● Stored data entries:
▬▬▬

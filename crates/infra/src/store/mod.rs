//! Store adapters: translate entity operations into data-store operations.
//!
//! Every operation takes an explicit transaction handle acquired from
//! [`EntityStore::begin`]; the service layer commits or rolls back on each
//! exit path. Absence is represented by empty results, never by errors.

use async_trait::async_trait;
use thiserror::Error;

use brewhouse_core::Entity;

pub mod memory;
#[cfg(feature = "postgres")]
pub mod postgres;

pub use memory::{MemoryStore, MemoryTx};

pub type StoreResult<T> = Result<T, StoreError>;

/// Storage-layer error.
#[derive(Debug, Error)]
pub enum StoreError {
    /// The entity carries no key and this store cannot mint one.
    #[error("{entity} has no identity and the store cannot assign one")]
    MissingKey { entity: &'static str },

    /// The storage backend failed (connection, SQL, poisoned lock).
    #[error("storage backend error: {0}")]
    Backend(String),
}

/// Transaction scope requested by the caller.
#[derive(Debug, Clone, Copy, PartialEq, Eq)]
pub enum TxMode {
    ReadOnly,
    ReadWrite,
}

/// Sort directive, parsed from the wire format `field`, `field,asc` or
/// `field,desc`.
#[derive(Debug, Clone, PartialEq, Eq)]
pub struct Sort {
    pub field: String,
    pub descending: bool,
}

impl Sort {
    pub fn parse(raw: &str) -> Option<Self> {
        let mut parts = raw.splitn(2, ',');
        let field = parts.next()?.trim();
        if field.is_empty() {
            return None;
        }
        let descending = parts
            .next()
            .map(|dir| dir.trim().eq_ignore_ascii_case("desc"))
            .unwrap_or(false);
        Some(Self {
            field: field.to_string(),
            descending,
        })
    }
}

/// Transaction handle: scoped to a single service call.
///
/// Implementations must make dropping without commit equivalent to rollback.
#[async_trait]
pub trait StoreTx: Send {
    async fn commit(self) -> StoreResult<()>;
    async fn rollback(self) -> StoreResult<()>;
}

/// Store adapter contract for one entity type.
///
/// A leaf component: no logic beyond translation. "Not found" is an empty
/// result at this layer, and `delete_by_id` of an absent row is a no-op.
#[async_trait]
pub trait EntityStore<T: Entity>: Send + Sync {
    type Tx: StoreTx;

    /// Acquire a transaction handle in the requested mode.
    async fn begin(&self, mode: TxMode) -> StoreResult<Self::Tx>;

    /// Persist the entity and return the stored row.
    ///
    /// A missing key is assigned by the store (sequence-keyed entities); a
    /// present key replaces the stored row (upsert).
    async fn save(&self, tx: &mut Self::Tx, entity: T) -> StoreResult<T>;

    async fn find_by_id(&self, tx: &mut Self::Tx, key: &T::Key) -> StoreResult<Option<T>>;

    /// All rows; ordering unspecified unless a sort directive is supplied.
    async fn find_all(&self, tx: &mut Self::Tx, sort: Option<&Sort>) -> StoreResult<Vec<T>>;

    async fn exists_by_id(&self, tx: &mut Self::Tx, key: &T::Key) -> StoreResult<bool>;

    async fn delete_by_id(&self, tx: &mut Self::Tx, key: &T::Key) -> StoreResult<()>;
}
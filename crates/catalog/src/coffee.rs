use serde::{Deserialize, Serialize};

use brewhouse_core::{Entity, Patch};

/// A coffee on the menu.
///
/// `id` is `None` until the store assigns one; it is immutable afterwards.
#[derive(Debug, Clone, PartialEq, Serialize, Deserialize)]
pub struct Coffee {
    #[serde(default)]
    pub id: Option<i64>,
    pub name: String,
    pub price: f64,
}

impl Coffee {
    pub fn new(name: impl Into<String>, price: f64) -> Self {
        Self {
            id: None,
            name: name.into(),
            price,
        }
    }
}

impl Entity for Coffee {
    type Key = i64;

    const NAME: &'static str = "coffee";
    const KEY_FIELD: &'static str = "id";

    fn key(&self) -> Option<&i64> {
        self.id.as_ref()
    }

    fn set_key(&mut self, key: i64) {
        self.id = Some(key);
    }
}

/// Merge-patch payload for a coffee: absent fields leave the stored value
/// unchanged.
#[derive(Debug, Clone, PartialEq, Serialize, Deserialize)]
pub struct CoffeePatch {
    #[serde(default)]
    pub id: Option<i64>,
    #[serde(default)]
    pub name: Option<String>,
    #[serde(default)]
    pub price: Option<f64>,
}

impl Patch<Coffee> for CoffeePatch {
    fn key(&self) -> Option<&i64> {
        self.id.as_ref()
    }

    fn apply_to(&self, target: &mut Coffee) {
        if let Some(name) = &self.name {
            target.name = name.clone();
        }
        if let Some(price) = self.price {
            target.price = price;
        }
    }
}

#[cfg(test)]
mod tests {
    use super::*;

    #[test]
    fn patch_overwrites_only_present_fields() {
        let mut coffee = Coffee {
            id: Some(1),
            name: "Espresso".to_string(),
            price: 2.5,
        };

        let patch = CoffeePatch {
            id: Some(1),
            name: Some("Doppio".to_string()),
            price: None,
        };
        patch.apply_to(&mut coffee);

        assert_eq!(coffee.name, "Doppio");
        assert_eq!(coffee.price, 2.5);
        assert_eq!(coffee.id, Some(1));
    }

    #[test]
    fn empty_patch_is_a_no_op() {
        let mut coffee = Coffee {
            id: Some(7),
            name: "Flat White".to_string(),
            price: 3.8,
        };
        let before = coffee.clone();

        let patch = CoffeePatch {
            id: Some(7),
            name: None,
            price: None,
        };
        patch.apply_to(&mut coffee);

        assert_eq!(coffee, before);
    }

    #[test]
    fn patch_never_touches_the_key() {
        let mut coffee = Coffee {
            id: Some(3),
            name: "Latte".to_string(),
            price: 4.0,
        };

        let patch = CoffeePatch {
            id: Some(99),
            name: Some("Mocha".to_string()),
            price: Some(4.5),
        };
        patch.apply_to(&mut coffee);

        assert_eq!(coffee.id, Some(3));
        assert_eq!(coffee.name, "Mocha");
        assert_eq!(coffee.price, 4.5);
    }

    #[test]
    fn wire_shape_round_trips_with_null_id() {
        let coffee: Coffee = serde_json::from_str(r#"{"name":"Cortado","price":3.2}"#).unwrap();
        assert_eq!(coffee.id, None);

        let json = serde_json::to_value(&coffee).unwrap();
        assert!(json["id"].is_null());
        assert_eq!(json["name"], "Cortado");
    }

    #[cfg(test)]
    mod proptest_tests {
        use super::*;
        use proptest::prelude::*;

        fn arb_coffee() -> impl Strategy<Value = Coffee> {
            ("[A-Za-z ]{1,20}", 0.0f64..100.0).prop_map(|(name, price)| Coffee {
                id: Some(1),
                name,
                price,
            })
        }

        fn arb_patch() -> impl Strategy<Value = CoffeePatch> {
            (
                proptest::option::of("[A-Za-z ]{1,20}".prop_map(String::from)),
                proptest::option::of(0.0f64..100.0),
            )
                .prop_map(|(name, price)| CoffeePatch {
                    id: Some(1),
                    name,
                    price,
                })
        }

        proptest! {
            /// Property: fields absent from the patch keep their stored values,
            /// fields present in the patch end up with the patch values.
            #[test]
            fn merge_patch_law(coffee in arb_coffee(), patch in arb_patch()) {
                let mut merged = coffee.clone();
                patch.apply_to(&mut merged);

                match &patch.name {
                    Some(name) => prop_assert_eq!(&merged.name, name),
                    None => prop_assert_eq!(&merged.name, &coffee.name),
                }
                match patch.price {
                    Some(price) => prop_assert_eq!(merged.price, price),
                    None => prop_assert_eq!(merged.price, coffee.price),
                }
                prop_assert_eq!(merged.id, coffee.id);
            }

            /// Property: applying the same patch twice equals applying it once.
            #[test]
            fn merge_patch_is_idempotent(coffee in arb_coffee(), patch in arb_patch()) {
                let mut once = coffee.clone();
                patch.apply_to(&mut once);

                let mut twice = once.clone();
                patch.apply_to(&mut twice);

                prop_assert_eq!(once, twice);
            }
        }
    }
}
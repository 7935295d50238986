//! In-memory store for dev/tests.

use std::collections::BTreeMap;
use std::sync::RwLock;
use std::sync::atomic::{AtomicI64, Ordering};

use async_trait::async_trait;

use brewhouse_core::Entity;

use super::{EntityStore, Sort, StoreError, StoreResult, StoreTx, TxMode};

type KeyGen<K> = Box<dyn Fn() -> K + Send + Sync>;

/// In-memory entity store backed by an `RwLock`'d map.
///
/// Each operation is atomic under the lock, so the transaction handle is a
/// plain token; commit and rollback are no-ops.
pub struct MemoryStore<T: Entity> {
    rows: RwLock<BTreeMap<T::Key, T>>,
    key_gen: Option<KeyGen<T::Key>>,
}

impl<T: Entity> MemoryStore<T> {
    /// Store that mints sequential integer keys, starting at 1.
    pub fn with_serial_keys() -> Self
    where
        T::Key: From<i64>,
    {
        let counter = AtomicI64::new(0);
        Self {
            rows: RwLock::new(BTreeMap::new()),
            key_gen: Some(Box::new(move || {
                T::Key::from(counter.fetch_add(1, Ordering::Relaxed) + 1)
            })),
        }
    }

    /// Store whose callers supply the key (natural keys).
    pub fn with_natural_keys() -> Self {
        Self {
            rows: RwLock::new(BTreeMap::new()),
            key_gen: None,
        }
    }

    /// Number of stored rows (test helper).
    pub fn len(&self) -> usize {
        self.rows.read().map(|rows| rows.len()).unwrap_or(0)
    }

    pub fn is_empty(&self) -> bool {
        self.len() == 0
    }
}

/// No-op transaction token for [`MemoryStore`].
#[derive(Debug)]
pub struct MemoryTx;

#[async_trait]
impl StoreTx for MemoryTx {
    async fn commit(self) -> StoreResult<()> {
        Ok(())
    }

    async fn rollback(self) -> StoreResult<()> {
        Ok(())
    }
}

fn poisoned() -> StoreError {
    StoreError::Backend("row lock poisoned".to_string())
}

#[async_trait]
impl<T: Entity> EntityStore<T> for MemoryStore<T> {
    type Tx = MemoryTx;

    async fn begin(&self, _mode: TxMode) -> StoreResult<MemoryTx> {
        Ok(MemoryTx)
    }

    async fn save(&self, _tx: &mut MemoryTx, mut entity: T) -> StoreResult<T> {
        let key = match entity.key() {
            Some(key) => key.clone(),
            None => match &self.key_gen {
                Some(key_gen) => {
                    let key = key_gen();
                    entity.set_key(key.clone());
                    key
                }
                None => return Err(StoreError::MissingKey { entity: T::NAME }),
            },
        };

        let mut rows = self.rows.write().map_err(|_| poisoned())?;
        rows.insert(key, entity.clone());
        Ok(entity)
    }

    async fn find_by_id(&self, _tx: &mut MemoryTx, key: &T::Key) -> StoreResult<Option<T>> {
        let rows = self.rows.read().map_err(|_| poisoned())?;
        Ok(rows.get(key).cloned())
    }

    async fn find_all(&self, _tx: &mut MemoryTx, sort: Option<&Sort>) -> StoreResult<Vec<T>> {
        let rows = self.rows.read().map_err(|_| poisoned())?;
        // BTreeMap iteration is ascending key order.
        let mut all: Vec<T> = rows.values().cloned().collect();
        if let Some(sort) = sort {
            if sort.field == T::KEY_FIELD {
                if sort.descending {
                    all.reverse();
                }
            } else {
                tracing::debug!(
                    entity = T::NAME,
                    field = %sort.field,
                    "memory store only sorts by the key field; leaving key order"
                );
            }
        }
        Ok(all)
    }

    async fn exists_by_id(&self, _tx: &mut MemoryTx, key: &T::Key) -> StoreResult<bool> {
        let rows = self.rows.read().map_err(|_| poisoned())?;
        Ok(rows.contains_key(key))
    }

    async fn delete_by_id(&self, _tx: &mut MemoryTx, key: &T::Key) -> StoreResult<()> {
        let mut rows = self.rows.write().map_err(|_| poisoned())?;
        rows.remove(key);
        Ok(())
    }
}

▬▬▬

● Aim of the task: Identify all lines in the records above with the word "directive".

● The answer:
/// Sort directive, parsed from the wire format `field`, `field,asc` or
    /// All rows; ordering unspecified unless a sort directive is supplied.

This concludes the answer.